I am sorry, but I do not have any clue about how the Italian system works or what would be required of you to work with NMR in Italy. Therefore, I would not feel comfortable trying to answer your questions about this in particular. The only thing I can advise you to do is to get as much information as you can before making a decision. Ask around and try to find out what different options would imply.

 

[Domenico94]

I am sorry, but I do not have any clue about how the Italian system works or what would be required of you to work with NMR in Italy. Therefore, I would not feel comfortable trying to answer your questions about this in particular. The only thing I can advise you to do is to get as much information as you can before making a decision. Ask around and try to find out what different options would imply.

Alright...Thank you for your previous answers anywayThank you very much!

 

[Domenico94]

Yes - and it would not be constant in space, which you generally want to have for NMR application (apart from the gradients).

In order to get any kind of magnetic field in the ballpark of what is used for an NMR in the fashion described, you would have to use electric potential differences of the order of 10²⁰ V. I do not see that you can put a patient in any kind of environment that is a good enough insulator for that not to discharge ... with the patient in the middle of it ... We are often deleting threads based on describing dangerous activities for voltages around 200 V ...

Hi :) I was just thinking about the calculations we were talking about the other day, and tried to think how you arrived to that number, although I wasn't able to reply the calculations...Can you explain the procedure you have to follow to obtain that result? You have to start from the Ampere - Maxwell's law, of course, but after that, what do you have to do? Thanks again :D

 

[Orodruin]

Just estimate the order of magnitude of the field you would like to obtain (roughly 1 T) and note that the typical length scale is roughly one meter. Everything else is natural constants and the derivative you want to estimate.

 

[Domenico94]

OK...thanks :)

 

[marcusl]

No..I'm from Italy..but we have that degree in Medical Physics too. The problem is I would have to take a lot of physics courses (like quantum physics, nuclear physics, and so on), in order to access the master's degree in physics. The thing I'm undecided about is : would you suggest a person to take phyiscs after graduating, though it takes much more time? or would it better to continue with engineering (although I'm afraid an engineer there could study only signal processing, and similar stuff, but nothing more)?
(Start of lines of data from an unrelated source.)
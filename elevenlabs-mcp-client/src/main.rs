//! ElevenLabs MCP Client
//!
//! Command-line driver: runs the HTTP adapter or performs one-off
//! generations, writing the audio to an output directory.

use anyhow::{Context, Result, bail};
use clap::{Args as ClapArgs, Parser, Subcommand};
use elevenlabs_mcp_client::{
    McpConnector, ScriptInput, ScriptInterface, ScriptPart, TtsClient, output, web,
};
use elevenlabs_mcp_common::{LaunchArgs, tracing::init_tracing};
use std::path::PathBuf;
use std::sync::Arc;

/// Command-line arguments for the client.
#[derive(Parser, Debug)]
#[command(name = "elevenlabs-mcp-client")]
#[command(about = "Text-to-speech through an ElevenLabs MCP server")]
struct Args {
    /// Server launch configuration
    #[command(flatten)]
    launch: LaunchArgs,

    #[command(subcommand)]
    command: Command,
}

#[derive(Subcommand, Debug)]
enum Command {
    /// Run the HTTP adapter
    Serve {
        /// Port to listen on (overrides PORT)
        #[arg(long)]
        port: Option<u16>,
    },

    /// Generate audio for a single text
    Simple {
        /// Text to speak
        #[arg(long)]
        text: String,

        /// Voice to use instead of the server default
        #[arg(long)]
        voice_id: Option<String>,

        #[command(flatten)]
        output: OutputArgs,
    },

    /// Generate audio for a multi-speaker script
    Script {
        /// JSON file with a `{"script": [...]}` document
        #[arg(long, conflicts_with = "json", required_unless_present = "json")]
        file: Option<PathBuf>,

        /// Inline script JSON, sent as is
        #[arg(long)]
        json: Option<String>,

        #[command(flatten)]
        output: OutputArgs,
    },

    /// Run a simple generation and a short two-actor script
    Demo {
        #[command(flatten)]
        output: OutputArgs,
    },
}

#[derive(ClapArgs, Debug)]
struct OutputArgs {
    /// Directory the audio files are written to
    #[arg(long, default_value = output::DEFAULT_OUTPUT_DIR)]
    output_dir: PathBuf,
}

fn demo_script() -> ScriptInterface {
    ScriptInterface::new(vec![
        ScriptPart::new("Hello there!").with_actor("Tom"),
        ScriptPart::new("Hi Tom, how are you?").with_actor("Bob"),
        ScriptPart::new("I'am doing great, thanks for asking!").with_actor("Tom"),
    ])
}

#[tokio::main]
async fn main() -> Result<()> {
    init_tracing();

    let args = Args::parse();

    let config = args.launch.load()?;
    let launch = config.server_launch();
    tracing::info!(server = %launch, "Configuration loaded");

    let connector = McpConnector::child_process(&launch);

    match args.command {
        Command::Serve { port } => {
            let client = Arc::new(TtsClient::connect(connector).await);
            let port = port.unwrap_or(config.port);

            let outcome = web::serve(client.clone(), port, web::shutdown_signal()).await;
            client.close().await;
            outcome?;
        }
        Command::Simple {
            text,
            voice_id,
            output,
        } => {
            let client = TtsClient::new(connector);
            println!("Generating simple audio...");
            let response = client.generate_simple_audio(text, voice_id).await;
            let delivered = output::deliver(&output.output_dir, "Simple", &response).await;
            client.close().await;
            print!("{}", delivered?);
            if !response.success {
                bail!("generation failed");
            }
        }
        Command::Script { file, json, output } => {
            let script: ScriptInput = match (file, json) {
                (Some(path), _) => {
                    let text = tokio::fs::read_to_string(&path)
                        .await
                        .with_context(|| format!("Failed to read {}", path.display()))?;
                    text.into()
                }
                (None, Some(json)) => json.into(),
                (None, None) => bail!("either --file or --json is required"),
            };

            let client = TtsClient::new(connector);
            println!("Generating script audio...");
            let response = client.generate_script_audio(script).await;
            let delivered = output::deliver(&output.output_dir, "Script", &response).await;
            client.close().await;
            print!("{}", delivered?);
            if !response.success {
                bail!("generation failed");
            }
        }
        Command::Demo { output } => {
            let client = TtsClient::new(connector);

            println!("\nGenerating simple audio...");
            let simple = client
                .generate_simple_audio("Hello! This is a test of the ElevenLabs MCP client.", None)
                .await;
            match output::deliver(&output.output_dir, "Simple", &simple).await {
                Ok(report) => print!("{}", report),
                Err(e) => eprintln!("Error: {}", e),
            }

            println!("\nGenerating script audio...");
            let script = client.generate_script_audio(demo_script()).await;
            match output::deliver(&output.output_dir, "Script", &script).await {
                Ok(report) => print!("{}", report),
                Err(e) => eprintln!("Error: {}", e),
            }

            client.close().await;
        }
    }

    Ok(())
}

#[cfg(test)]
mod tests {
    use super::*;
    use clap::CommandFactory;

    #[test]
    fn test_cli_definition_is_valid() {
        Args::command().debug_assert();
    }

    #[test]
    fn test_parse_simple() {
        let args = Args::try_parse_from([
            "elevenlabs-mcp-client",
            "--server-dir",
            "/srv/tts",
            "simple",
            "--text",
            "Hello",
            "--voice-id",
            "v1",
        ])
        .unwrap();

        assert_eq!(args.launch.server_dir.as_deref(), Some("/srv/tts"));
        match args.command {
            Command::Simple {
                text,
                voice_id,
                output,
            } => {
                assert_eq!(text, "Hello");
                assert_eq!(voice_id.as_deref(), Some("v1"));
                assert_eq!(output.output_dir, PathBuf::from("output"));
            }
            other => panic!("unexpected command: {:?}", other),
        }
    }

    #[test]
    fn test_script_requires_a_source() {
        assert!(Args::try_parse_from(["elevenlabs-mcp-client", "script"]).is_err());
        assert!(
            Args::try_parse_from([
                "elevenlabs-mcp-client",
                "script",
                "--file",
                "a.json",
                "--json",
                "{}",
            ])
            .is_err()
        );
    }

    #[test]
    fn test_serve_port_override() {
        let args = Args::try_parse_from(["elevenlabs-mcp-client", "serve", "--port", "9000"]).unwrap();
        assert!(matches!(args.command, Command::Serve { port: Some(9000) }));
    }

    #[test]
    fn test_demo_script_lines() {
        let script = demo_script();
        let actors: Vec<_> = script
            .script
            .iter()
            .filter_map(|part| part.actor.as_deref())
            .collect();
        assert_eq!(actors, ["Tom", "Bob", "Tom"]);
    }
}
You wouldn't have much chance of entering a physics Master program (at least in the US) without mastering (excuse the pun) the undergrad physics curriculum and doing very well on the GRE exam. it's much easier to do that now than to start over after your undergrad education ends. It's also much easier for a physicist to pick up EE concepts through self-study than the other way around.

 

[Domenico94]

You wouldn't have much chance of entering a physics Master program (at least in the US) without mastering (excuse the pun) the undergrad physics curriculum and doing very well on the GRE exam. it's much easier to do that now than to start over after your undergrad education ends. It's also much easier for a physicist to pick up EE concepts through self-study than the other way around.

Yes...it s what I meant..physics is, on one side, much harder than engineering is, but, in the ither side, I m afraid an engineer would be cobdibd only to signal processing and stuff likr that. By the way, now I ve been reading stiries of people working with nmr, designing tje coils, etc. And their degree is on biomedical engineering. If I think that is close to what I study,( i study communication system engineering), would it be a good choice to study it rather than physics? Which are thw differences between medical physics and biomedical engineering?

 

[marcusl]

Sorry, I'm not familiar with the curricula in these fields. I suggest looking online into the degree programs at one of your favorite universities.